It Turns Out Cancer Can Be Killed After All - bagelicious
https://medium.com/@jeffwitzeman/so-it-turns-out-cancer-can-be-killed-after-all-32764ac8d6db
======
DrScump
The article author clearly doesn't understand enough physiology (or English
grammar, usage, and spelling, for that matter) to be making any scientific
conclusions.

For example, his theory that eating only fruits and vegetables starves the
cancer of sugar is ludicrous. Dietary glucose and sucrose (half glucose, half
fructose) occur naturally _only_ in fruits and vegetables; many fruits are, in
fact, quite high in sugar. (The way to starve one's system of sugar is with a
_ketogenic_ diet.)

Similarly, his claim that all cancer cells die at a temperature at which all
healthy cells are safe (or at oxygenation levels that are safe for all healthy
cells) is bogus. Hyperthermia treatments are directed _at the tumor_ and at
higher temperatures than he states. BTW, Lance Armstrong's hyperthermia
therapy was to treat his _testicular cancer_ , not win the Tour de France.

etc. etc.

That said, I'm all for exploring treatments outside the current Western
burn/cut/irradiate paradigm... but beware of utter quackery. US medicine is
largely constrained by what is FDA-approved (for better or worse), a
constraint overseas providers are free of.
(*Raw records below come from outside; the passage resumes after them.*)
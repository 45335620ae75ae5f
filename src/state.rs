use crate::config::AppConfig;
use crate::db;
use crate::report::chart::{ChartRenderer, PlottersRenderer};
use sqlx::SqlitePool;
use std::sync::Arc;

#[derive(Clone)]
pub struct AppState {
    pub db: SqlitePool,
    pub config: Arc<AppConfig>,
    pub charts: Arc<dyn ChartRenderer>,
}

impl AppState {
    pub async fn init() -> anyhow::Result<Self> {
        let config = AppConfig::from_env()?;
        let state = Self::with_config(config).await?;
        db::log_store_summary(&state.db).await?;
        Ok(state)
    }

    /// Connect, run bootstrap and wire the default chart renderer.
    pub async fn with_config(config: AppConfig) -> anyhow::Result<Self> {
        let pool = db::connect(&config.database_url).await?;
        db::bootstrap(&pool, &config).await?;
        let charts = Arc::new(PlottersRenderer::default()) as Arc<dyn ChartRenderer>;
        Ok(Self::from_parts(pool, Arc::new(config), charts))
    }

    pub fn from_parts(db: SqlitePool, config: Arc<AppConfig>, charts: Arc<dyn ChartRenderer>) -> Self {
        Self { db, config, charts }
    }

    /// Fresh bootstrapped state over a private in-memory database.
    #[cfg(test)]
    pub async fn in_memory() -> Self {
        Self::with_config(AppConfig::for_tests())
            .await
            .expect("in-memory state")
    }
}
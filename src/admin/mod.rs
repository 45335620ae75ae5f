mod dto;
pub mod handlers;

use crate::state::AppState;
use axum::Router;

pub fn router() -> Router<AppState> {
    handlers::admin_routes()
}
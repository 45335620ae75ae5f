use std::{str::FromStr, time::Duration};

use anyhow::Context;
use sqlx::{
    sqlite::{SqliteConnectOptions, SqlitePoolOptions},
    SqlitePool,
};
use tracing::{info, warn};

use crate::{
    auth::{repo::UserRepo, session::SessionRepo},
    config::AppConfig,
    error::AppError,
    survey::repo::SurveyRepo,
};

pub async fn connect(database_url: &str) -> anyhow::Result<SqlitePool> {
    let options = SqliteConnectOptions::from_str(database_url)
        .with_context(|| format!("parse database url {}", database_url))?
        .create_if_missing(true)
        .foreign_keys(true);

    let mut pool = SqlitePoolOptions::new().max_connections(10);
    if database_url.contains(":memory:") {
        // an in-memory database lives and dies with its single connection
        pool = pool
            .max_connections(1)
            .idle_timeout(None::<Duration>)
            .max_lifetime(None::<Duration>);
    }

    pool.connect_with(options)
        .await
        .context("connect to database")
}

/// Bring the store to a servable state: schema, stale sessions, default admin.
/// Safe to run on every start.
pub async fn bootstrap(db: &SqlitePool, config: &AppConfig) -> anyhow::Result<()> {
    sqlx::migrate!("./migrations")
        .run(db)
        .await
        .context("run migrations")?;

    let purged = SessionRepo::new(db.clone())
        .purge_expired()
        .await
        .context("purge expired sessions")?;
    if purged > 0 {
        info!(purged, "expired sessions removed");
    }

    let users = UserRepo::new(db.clone());
    let admin = &config.admin;
    if users
        .find_by_username(&admin.username)
        .await
        .context("look up admin user")?
        .is_some()
    {
        info!(username = %admin.username, "admin user already exists");
        return Ok(());
    }

    match users.create(&admin.username, &admin.password).await {
        Ok(id) => info!(user_id = id, username = %admin.username, "admin user created"),
        // another process seeded it between our check and insert
        Err(AppError::DuplicateUsername) => {
            warn!(username = %admin.username, "admin user created concurrently")
        }
        Err(e) => return Err(anyhow::Error::new(e).context("create admin user")),
    }
    Ok(())
}

/// Row counts logged once the store is ready.
pub async fn log_store_summary(db: &SqlitePool) -> anyhow::Result<()> {
    let users = UserRepo::new(db.clone()).count().await?;
    let responses = SurveyRepo::new(db.clone()).count().await?;
    info!(users, responses, "store ready");
    Ok(())
}

#[cfg(test)]
mod tests {
    use super::*;

    #[tokio::test]
    async fn bootstrap_is_idempotent() {
        let config = AppConfig::for_tests();
        let db = connect(&config.database_url).await.unwrap();
        bootstrap(&db, &config).await.unwrap();
        bootstrap(&db, &config).await.unwrap();

        let (admins,): (i64,) = sqlx::query_as("SELECT COUNT(*) FROM users WHERE username = ?")
            .bind(&config.admin.username)
            .fetch_one(&db)
            .await
            .unwrap();
        assert_eq!(admins, 1);
    }

    #[tokio::test]
    async fn bootstrap_seeds_working_admin_credentials() {
        let config = AppConfig::for_tests();
        let db = connect(&config.database_url).await.unwrap();
        bootstrap(&db, &config).await.unwrap();

        let users = UserRepo::new(db);
        assert!(users.verify("admin", "admin123").await.unwrap());
        assert!(!users.verify("admin", "admin").await.unwrap());
    }
}
use axum::{
    http::StatusCode,
    response::{IntoResponse, Redirect, Response},
    Json,
};
use serde_json::json;
use tracing::error;

#[derive(Debug, thiserror::Error)]
pub enum AppError {
    #[error("username already taken")]
    DuplicateUsername,
    #[error("invalid username or password")]
    InvalidCredentials,
    #[error("login required")]
    Unauthorized,
    #[error("referenced user does not exist")]
    ForeignKeyViolation,
    #[error("record not found")]
    NotFound,
    #[error("{0}")]
    Validation(String),
    #[error("database error: {0}")]
    Database(#[source] sqlx::Error),
    #[error(transparent)]
    Internal(#[from] anyhow::Error),
}

impl From<sqlx::Error> for AppError {
    fn from(e: sqlx::Error) -> Self {
        match &e {
            sqlx::Error::RowNotFound => AppError::NotFound,
            sqlx::Error::Database(db) if db.is_unique_violation() => AppError::DuplicateUsername,
            sqlx::Error::Database(db) if db.is_foreign_key_violation() => {
                AppError::ForeignKeyViolation
            }
            _ => AppError::Database(e),
        }
    }
}

impl AppError {
    pub fn status(&self) -> StatusCode {
        match self {
            AppError::DuplicateUsername | AppError::ForeignKeyViolation => StatusCode::CONFLICT,
            AppError::Unauthorized => StatusCode::SEE_OTHER,
            AppError::InvalidCredentials => StatusCode::UNAUTHORIZED,
            AppError::NotFound => StatusCode::NOT_FOUND,
            AppError::Validation(_) => StatusCode::BAD_REQUEST,
            AppError::Database(_) | AppError::Internal(_) => StatusCode::INTERNAL_SERVER_ERROR,
        }
    }
}

impl IntoResponse for AppError {
    fn into_response(self) -> Response {
        match self {
            // gated routes funnel back to sign-in instead of a 403 page
            AppError::Unauthorized => Redirect::to("/login").into_response(),
            AppError::Database(ref e) => {
                error!(error = %e, "database failure");
                internal()
            }
            AppError::Internal(ref e) => {
                error!(error = %e, "internal failure");
                internal()
            }
            other => (other.status(), Json(json!({ "error": other.to_string() }))).into_response(),
        }
    }
}

fn internal() -> Response {
    (
        StatusCode::INTERNAL_SERVER_ERROR,
        Json(json!({ "error": "internal server error" })),
    )
        .into_response()
}

#[cfg(test)]
mod tests {
    use super::*;

    #[test]
    fn unauthorized_redirects_to_login() {
        let res = AppError::Unauthorized.into_response();
        assert_eq!(res.status(), StatusCode::SEE_OTHER);
        assert_eq!(res.headers()[axum::http::header::LOCATION], "/login");
    }

    #[test]
    fn store_conflicts_map_to_409() {
        assert_eq!(AppError::DuplicateUsername.into_response().status(), StatusCode::CONFLICT);
        assert_eq!(AppError::ForeignKeyViolation.into_response().status(), StatusCode::CONFLICT);
    }

    #[test]
    fn row_not_found_becomes_not_found() {
        assert!(matches!(AppError::from(sqlx::Error::RowNotFound), AppError::NotFound));
    }

    #[test]
    fn internal_errors_hide_details() {
        let res = AppError::Internal(anyhow::anyhow!("secret detail")).into_response();
        assert_eq!(res.status(), StatusCode::INTERNAL_SERVER_ERROR);
    }
}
I'll bet the Tijuana clinics mentioned were also big laetrile pushers in the
past... or even _now_.

His paranoia about a primary profit motive to chemo and surgery seems
ludicrous -- if a patient can be cured with far cheaper chemicals and methods,
why wouldn't the Western doctors use _those_ and charge the patient the same
higher rates and make _more_ money?

*Technical note: some organs and tissues NEED glucose; even with no dietary carbohydrate, the body manufactures glucose out of proteins as needed via gluconeogenesis... so the body is never completely sugar-free.

------
joelkesler
Can anyone with relevant knowledge in this field comment on this? Are the
treatments described in the article effective?

The way it is described sounds too good to be true.